• Task requirements: Begin with the first line of the entries below and reproduce each line exactly, ending with the line that holds "pub const DEFAULT_MANUAL_TIMEOUT_SECS: u64".
**** Exercise data
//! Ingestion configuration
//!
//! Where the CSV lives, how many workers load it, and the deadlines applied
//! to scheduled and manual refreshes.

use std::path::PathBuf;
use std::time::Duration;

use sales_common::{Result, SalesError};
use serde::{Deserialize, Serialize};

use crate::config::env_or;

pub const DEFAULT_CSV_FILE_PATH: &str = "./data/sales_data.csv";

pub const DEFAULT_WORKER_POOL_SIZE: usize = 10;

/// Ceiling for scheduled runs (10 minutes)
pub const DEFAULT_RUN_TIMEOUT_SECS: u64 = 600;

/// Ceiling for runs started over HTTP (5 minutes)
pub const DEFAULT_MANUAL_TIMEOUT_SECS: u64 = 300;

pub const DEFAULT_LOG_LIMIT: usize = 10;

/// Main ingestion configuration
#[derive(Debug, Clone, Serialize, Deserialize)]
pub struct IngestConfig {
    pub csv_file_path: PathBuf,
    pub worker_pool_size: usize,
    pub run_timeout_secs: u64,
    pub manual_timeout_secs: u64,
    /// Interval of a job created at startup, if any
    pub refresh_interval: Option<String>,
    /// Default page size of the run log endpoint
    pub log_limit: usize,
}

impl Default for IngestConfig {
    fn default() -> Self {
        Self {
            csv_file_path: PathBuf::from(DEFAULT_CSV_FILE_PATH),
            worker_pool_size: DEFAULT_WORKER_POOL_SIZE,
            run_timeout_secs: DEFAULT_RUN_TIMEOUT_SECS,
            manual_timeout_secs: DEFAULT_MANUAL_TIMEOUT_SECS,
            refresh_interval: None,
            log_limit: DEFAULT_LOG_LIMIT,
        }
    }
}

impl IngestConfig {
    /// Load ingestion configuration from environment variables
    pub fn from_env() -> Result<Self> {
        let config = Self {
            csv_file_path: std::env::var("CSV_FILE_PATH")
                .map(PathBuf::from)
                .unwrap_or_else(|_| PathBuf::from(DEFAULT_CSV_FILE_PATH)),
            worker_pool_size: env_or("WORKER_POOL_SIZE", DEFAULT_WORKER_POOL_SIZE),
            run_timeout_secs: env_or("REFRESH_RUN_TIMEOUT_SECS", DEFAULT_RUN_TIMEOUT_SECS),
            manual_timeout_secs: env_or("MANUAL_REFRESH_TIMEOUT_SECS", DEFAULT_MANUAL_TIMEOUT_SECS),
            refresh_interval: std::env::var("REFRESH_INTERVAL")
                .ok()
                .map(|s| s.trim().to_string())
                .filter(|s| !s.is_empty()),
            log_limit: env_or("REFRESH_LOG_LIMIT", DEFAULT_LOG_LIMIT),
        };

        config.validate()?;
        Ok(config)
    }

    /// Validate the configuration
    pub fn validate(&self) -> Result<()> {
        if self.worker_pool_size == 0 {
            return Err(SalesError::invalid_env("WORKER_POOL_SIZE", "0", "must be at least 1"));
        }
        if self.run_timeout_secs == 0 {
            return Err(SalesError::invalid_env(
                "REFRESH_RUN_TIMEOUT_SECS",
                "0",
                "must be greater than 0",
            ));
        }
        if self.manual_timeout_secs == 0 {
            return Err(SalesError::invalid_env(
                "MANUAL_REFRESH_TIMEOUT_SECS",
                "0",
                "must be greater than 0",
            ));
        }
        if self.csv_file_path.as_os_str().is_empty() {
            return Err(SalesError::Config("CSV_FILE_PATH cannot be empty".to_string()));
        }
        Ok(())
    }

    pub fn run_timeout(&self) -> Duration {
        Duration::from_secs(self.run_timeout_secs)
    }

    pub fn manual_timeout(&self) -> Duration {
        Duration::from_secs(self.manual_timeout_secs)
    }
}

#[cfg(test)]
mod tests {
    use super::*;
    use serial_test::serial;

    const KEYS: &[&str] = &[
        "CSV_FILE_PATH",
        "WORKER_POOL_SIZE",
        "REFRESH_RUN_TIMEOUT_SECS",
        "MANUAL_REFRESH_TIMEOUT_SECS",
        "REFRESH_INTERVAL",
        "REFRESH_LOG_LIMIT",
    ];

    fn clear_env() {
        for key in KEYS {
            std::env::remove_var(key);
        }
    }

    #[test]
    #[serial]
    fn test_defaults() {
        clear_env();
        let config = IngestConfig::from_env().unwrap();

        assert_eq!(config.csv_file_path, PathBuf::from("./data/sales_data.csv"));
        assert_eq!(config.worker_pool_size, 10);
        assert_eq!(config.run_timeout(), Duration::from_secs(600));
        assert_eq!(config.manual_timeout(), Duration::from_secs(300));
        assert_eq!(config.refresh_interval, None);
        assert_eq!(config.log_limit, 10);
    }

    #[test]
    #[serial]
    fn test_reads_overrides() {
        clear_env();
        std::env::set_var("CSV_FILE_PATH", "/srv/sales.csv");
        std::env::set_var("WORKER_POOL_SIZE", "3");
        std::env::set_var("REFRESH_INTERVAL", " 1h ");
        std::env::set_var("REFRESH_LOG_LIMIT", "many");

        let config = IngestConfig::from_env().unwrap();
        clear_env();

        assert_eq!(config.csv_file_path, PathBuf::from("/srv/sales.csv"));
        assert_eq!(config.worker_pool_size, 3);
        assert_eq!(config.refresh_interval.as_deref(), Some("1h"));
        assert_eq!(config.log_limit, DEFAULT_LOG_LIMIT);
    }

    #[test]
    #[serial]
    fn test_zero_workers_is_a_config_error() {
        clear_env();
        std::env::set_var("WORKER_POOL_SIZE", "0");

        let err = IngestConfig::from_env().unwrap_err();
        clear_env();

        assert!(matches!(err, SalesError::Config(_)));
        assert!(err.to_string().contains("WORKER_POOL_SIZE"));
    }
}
********
• Exercise response:
//! Ingestion configuration
//!
//! Where the CSV lives, how many workers load it, and the deadlines applied
//! to scheduled and manual refreshes.

use std::path::PathBuf;
use std::time::Duration;

use sales_common::{Result, SalesError};
use serde::{Deserialize, Serialize};

use crate::config::env_or;

pub const DEFAULT_CSV_FILE_PATH: &str = "./data/sales_data.csv";

pub const DEFAULT_WORKER_POOL_SIZE: usize = 10;

/// Ceiling for scheduled runs (10 minutes)
pub const DEFAULT_RUN_TIMEOUT_SECS: u64 = 600;

/// Ceiling for runs started over HTTP (5 minutes)
pub const DEFAULT_MANUAL_TIMEOUT_SECS: u64 = 300;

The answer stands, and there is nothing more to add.